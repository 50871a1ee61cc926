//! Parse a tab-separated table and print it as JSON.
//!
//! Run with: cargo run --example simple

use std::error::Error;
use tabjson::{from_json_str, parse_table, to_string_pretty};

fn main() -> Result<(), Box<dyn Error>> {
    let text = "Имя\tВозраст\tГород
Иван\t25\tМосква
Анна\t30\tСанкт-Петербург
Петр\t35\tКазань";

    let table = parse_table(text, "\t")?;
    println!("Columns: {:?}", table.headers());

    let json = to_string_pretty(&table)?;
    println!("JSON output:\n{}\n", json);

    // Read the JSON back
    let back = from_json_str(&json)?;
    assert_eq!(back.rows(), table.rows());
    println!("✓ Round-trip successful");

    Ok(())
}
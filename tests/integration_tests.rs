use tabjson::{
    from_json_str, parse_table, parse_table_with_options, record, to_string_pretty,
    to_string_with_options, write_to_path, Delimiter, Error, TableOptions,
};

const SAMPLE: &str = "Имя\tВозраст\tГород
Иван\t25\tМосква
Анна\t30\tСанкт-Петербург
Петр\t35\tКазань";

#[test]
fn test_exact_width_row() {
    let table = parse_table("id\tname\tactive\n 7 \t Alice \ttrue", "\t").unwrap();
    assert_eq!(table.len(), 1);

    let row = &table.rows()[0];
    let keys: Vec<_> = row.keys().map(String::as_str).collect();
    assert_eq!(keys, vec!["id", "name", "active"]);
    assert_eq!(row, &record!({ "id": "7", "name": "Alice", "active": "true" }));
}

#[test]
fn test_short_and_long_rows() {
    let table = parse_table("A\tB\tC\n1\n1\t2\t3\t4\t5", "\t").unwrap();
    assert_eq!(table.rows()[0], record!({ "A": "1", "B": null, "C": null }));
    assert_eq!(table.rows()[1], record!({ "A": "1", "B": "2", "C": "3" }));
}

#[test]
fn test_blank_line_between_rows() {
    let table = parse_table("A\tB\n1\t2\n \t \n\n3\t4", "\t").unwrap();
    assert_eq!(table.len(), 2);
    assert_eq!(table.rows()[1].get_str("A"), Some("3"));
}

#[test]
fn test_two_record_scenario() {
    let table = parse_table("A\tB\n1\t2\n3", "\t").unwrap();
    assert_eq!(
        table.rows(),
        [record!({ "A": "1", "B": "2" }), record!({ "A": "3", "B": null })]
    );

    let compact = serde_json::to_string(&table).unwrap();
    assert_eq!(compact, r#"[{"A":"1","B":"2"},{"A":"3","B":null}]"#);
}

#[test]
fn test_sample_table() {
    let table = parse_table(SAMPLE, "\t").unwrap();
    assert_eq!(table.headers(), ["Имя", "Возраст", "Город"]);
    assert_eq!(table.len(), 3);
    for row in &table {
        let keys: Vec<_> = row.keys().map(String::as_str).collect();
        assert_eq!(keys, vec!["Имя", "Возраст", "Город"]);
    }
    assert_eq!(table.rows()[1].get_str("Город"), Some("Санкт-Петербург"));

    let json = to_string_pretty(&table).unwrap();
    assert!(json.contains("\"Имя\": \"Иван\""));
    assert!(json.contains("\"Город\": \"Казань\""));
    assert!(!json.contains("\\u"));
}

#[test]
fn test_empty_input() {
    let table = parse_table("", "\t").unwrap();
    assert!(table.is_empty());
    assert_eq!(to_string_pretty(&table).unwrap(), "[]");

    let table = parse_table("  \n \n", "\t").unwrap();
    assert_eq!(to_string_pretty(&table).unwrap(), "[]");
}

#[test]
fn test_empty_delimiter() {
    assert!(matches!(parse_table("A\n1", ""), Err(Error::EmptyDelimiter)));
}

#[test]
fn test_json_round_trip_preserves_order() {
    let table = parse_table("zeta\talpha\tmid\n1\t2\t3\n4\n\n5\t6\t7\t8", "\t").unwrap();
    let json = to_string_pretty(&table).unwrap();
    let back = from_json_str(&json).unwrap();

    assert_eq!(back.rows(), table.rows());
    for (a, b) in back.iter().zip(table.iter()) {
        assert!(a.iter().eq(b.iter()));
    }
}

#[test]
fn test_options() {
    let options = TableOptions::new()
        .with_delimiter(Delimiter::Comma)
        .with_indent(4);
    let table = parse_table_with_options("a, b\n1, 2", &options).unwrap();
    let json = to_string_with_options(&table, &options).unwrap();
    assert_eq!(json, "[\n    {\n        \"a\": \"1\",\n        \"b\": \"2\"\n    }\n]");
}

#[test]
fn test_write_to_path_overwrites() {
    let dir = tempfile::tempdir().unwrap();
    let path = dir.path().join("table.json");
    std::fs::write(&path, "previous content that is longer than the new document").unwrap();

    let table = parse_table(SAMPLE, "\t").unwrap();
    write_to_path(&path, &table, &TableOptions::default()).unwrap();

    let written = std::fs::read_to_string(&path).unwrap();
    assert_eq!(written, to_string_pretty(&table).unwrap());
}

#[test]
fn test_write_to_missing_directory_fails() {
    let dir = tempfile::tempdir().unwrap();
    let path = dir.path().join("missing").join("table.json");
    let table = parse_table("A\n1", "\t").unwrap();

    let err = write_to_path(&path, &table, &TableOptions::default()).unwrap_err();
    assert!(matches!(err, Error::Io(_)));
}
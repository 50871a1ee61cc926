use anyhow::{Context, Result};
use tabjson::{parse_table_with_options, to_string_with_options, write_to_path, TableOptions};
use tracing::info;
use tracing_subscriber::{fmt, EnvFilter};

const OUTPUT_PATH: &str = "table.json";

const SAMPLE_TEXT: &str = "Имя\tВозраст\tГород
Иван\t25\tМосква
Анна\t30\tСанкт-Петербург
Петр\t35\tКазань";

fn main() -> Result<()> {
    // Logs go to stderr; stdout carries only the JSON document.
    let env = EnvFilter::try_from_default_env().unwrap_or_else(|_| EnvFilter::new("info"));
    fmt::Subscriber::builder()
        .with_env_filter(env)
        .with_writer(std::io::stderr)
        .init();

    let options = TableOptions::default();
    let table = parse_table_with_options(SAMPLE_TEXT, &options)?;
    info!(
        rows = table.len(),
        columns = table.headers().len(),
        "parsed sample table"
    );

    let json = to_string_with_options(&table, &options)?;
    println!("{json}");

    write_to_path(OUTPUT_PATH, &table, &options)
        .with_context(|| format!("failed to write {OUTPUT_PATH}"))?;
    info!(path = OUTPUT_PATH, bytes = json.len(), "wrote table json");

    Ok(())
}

★ ★ ★

▶ [Task requirements]:
Repeat each line above exactly as written.

▶ [The answer]:
repository 50871a1ee61cc926
//! Parse a tab-separated table and print it as JSON.
//!
//! Run with: cargo run --example simple

use std::error::Error;
use tabjson::{from_json_str, parse_table, to_string_pretty};

fn main() -> Result<(), Box<dyn Error>> {
    let text = "Имя\tВозраст\tГород
Иван\t25\tМосква
Анна\t30\tСанкт-Петербург
Петр\t35\tКазань";

    let table = parse_table(text, "\t")?;
    println!("Columns: {:?}", table.headers());

    let json = to_string_pretty(&table)?;
    println!("JSON output:\n{}\n", json);

    // Read the JSON back
    let back = from_json_str(&json)?;
    assert_eq!(back.rows(), table.rows());
    println!("✓ Round-trip successful");

    Ok(())
}
filename tests/integration_tests.rs
use tabjson::{
    from_json_str, parse_table, parse_table_with_options, record, to_string_pretty,
    to_string_with_options, write_to_path, Delimiter, Error, TableOptions,
};

const SAMPLE: &str = "Имя\tВозраст\tГород
Иван\t25\tМосква
Анна\t30\tСанкт-Петербург
Петр\t35\tКазань";

#[test]
fn test_exact_width_row() {
    let table = parse_table("id\tname\tactive\n 7 \t Alice \ttrue", "\t").unwrap();
    assert_eq!(table.len(), 1);

    let row = &table.rows()[0];
    let keys: Vec<_> = row.keys().map(String::as_str).collect();
    assert_eq!(keys, vec!["id", "name", "active"]);
    assert_eq!(row, &record!({ "id": "7", "name": "Alice", "active": "true" }));
}

#[test]
fn test_short_and_long_rows() {
    let table = parse_table("A\tB\tC\n1\n1\t2\t3\t4\t5", "\t").unwrap();
    assert_eq!(table.rows()[0], record!({ "A": "1", "B": null, "C": null }));
    assert_eq!(table.rows()[1], record!({ "A": "1", "B": "2", "C": "3" }));
}

#[test]
fn test_blank_line_between_rows() {
    let table = parse_table("A\tB\n1\t2\n \t \n\n3\t4", "\t").unwrap();
    assert_eq!(table.len(), 2);
    assert_eq!(table.rows()[1].get_str("A"), Some("3"));
}

#[test]
fn test_two_record_scenario() {
    let table = parse_table("A\tB\n1\t2\n3", "\t").unwrap();
    assert_eq!(
        table.rows(),
        [record!({ "A": "1", "B": "2" }), record!({ "A": "3", "B": null })]
    );

    let compact = serde_json::to_string(&table).unwrap();
    assert_eq!(compact, r#"[{"A":"1","B":"2"},{"A":"3","B":null}]"#);
}

#[test]
fn test_sample_table() {
    let table = parse_table(SAMPLE, "\t").unwrap();
    assert_eq!(table.headers(), ["Имя", "Возраст", "Город"]);
    assert_eq!(table.len(), 3);
    for row in &table {
        let keys: Vec<_> = row.keys().map(String::as_str).collect();
        assert_eq!(keys, vec!["Имя", "Возраст", "Город"]);
    }
    assert_eq!(table.rows()[1].get_str("Город"), Some("Санкт-Петербург"));

    let json = to_string_pretty(&table).unwrap();
    assert!(json.contains("\"Имя\": \"Иван\""));
    assert!(json.contains("\"Город\": \"Казань\""));
    assert!(!json.contains("\\u"));
}

#[test]
fn test_empty_input() {
    let table = parse_table("", "\t").unwrap();
    assert!(table.is_empty());
    assert_eq!(to_string_pretty(&table).unwrap(), "[]");

    let table = parse_table("  \n \n", "\t").unwrap();
    assert_eq!(to_string_pretty(&table).unwrap(), "[]");
}

#[test]
fn test_empty_delimiter() {
    assert!(matches!(parse_table("A\n1", ""), Err(Error::EmptyDelimiter)));
}

#[test]
fn test_json_round_trip_preserves_order() {
    let table = parse_table("zeta\talpha\tmid\n1\t2\t3\n4\n\n5\t6\t7\t8", "\t").unwrap();
    let json = to_string_pretty(&table).unwrap();
    let back = from_json_str(&json).unwrap();

    assert_eq!(back.rows(), table.rows());
    for (a, b) in back.iter().zip(table.iter()) {
        assert!(a.iter().eq(b.iter()));
    }
}

#[test]
fn test_options() {
    let options = TableOptions::new()
        .with_delimiter(Delimiter::Comma)
        .with_indent(4);
    let table = parse_table_with_options("a, b\n1, 2", &options).unwrap();
    let json = to_string_with_options(&table, &options).unwrap();
    assert_eq!(json, "[\n    {\n        \"a\": \"1\",\n        \"b\": \"2\"\n    }\n]");
}

#[test]
fn test_write_to_path_overwrites() {
    let dir = tempfile::tempdir().unwrap();
    let path = dir.path().join("table.json");
    std::fs::write(&path, "previous content that is longer than the new document").unwrap();

    let table = parse_table(SAMPLE, "\t").unwrap();
    write_to_path(&path, &table, &TableOptions::default()).unwrap();

    let written = std::fs::read_to_string(&path).unwrap();
    assert_eq!(written, to_string_pretty(&table).unwrap());
}

#[test]
fn test_write_to_missing_directory_fails() {
    let dir = tempfile::tempdir().unwrap();
    let path = dir.path().join("missing").join("table.json");
    let table = parse_table("A\n1", "\t").unwrap();

    let err = write_to_path(&path, &table, &TableOptions::default()).unwrap_err();
    assert!(matches!(err, Error::Io(_)));
}
repository 50871a1ee61cc926
use anyhow::{Context, Result};
use tabjson::{parse_table_with_options, to_string_with_options, write_to_path, TableOptions};
use tracing::info;
use tracing_subscriber::{fmt, EnvFilter};

const OUTPUT_PATH: &str = "table.json";

const SAMPLE_TEXT: &str = "Имя\tВозраст\tГород
Иван\t25\tМосква
Анна\t30\tСанкт-Петербург
Петр\t35\tКазань";

fn main() -> Result<()> {
    // Logs go to stderr; stdout carries only the JSON document.
    let env = EnvFilter::try_from_default_env().unwrap_or_else(|_| EnvFilter::new("info"));
    fmt::Subscriber::builder()
        .with_env_filter(env)
        .with_writer(std::io::stderr)
        .init();

    let options = TableOptions::default();
    let table = parse_table_with_options(SAMPLE_TEXT, &options)?;
    info!(
        rows = table.len(),
        columns = table.headers().len(),
        "parsed sample table"
    );

    let json = to_string_with_options(&table, &options)?;
    println!("{json}");

    write_to_path(OUTPUT_PATH, &table, &options)
        .with_context(|| format!("failed to write {OUTPUT_PATH}"))?;
    info!(path = OUTPUT_PATH, bytes = json.len(), "wrote table json");

    Ok(())
}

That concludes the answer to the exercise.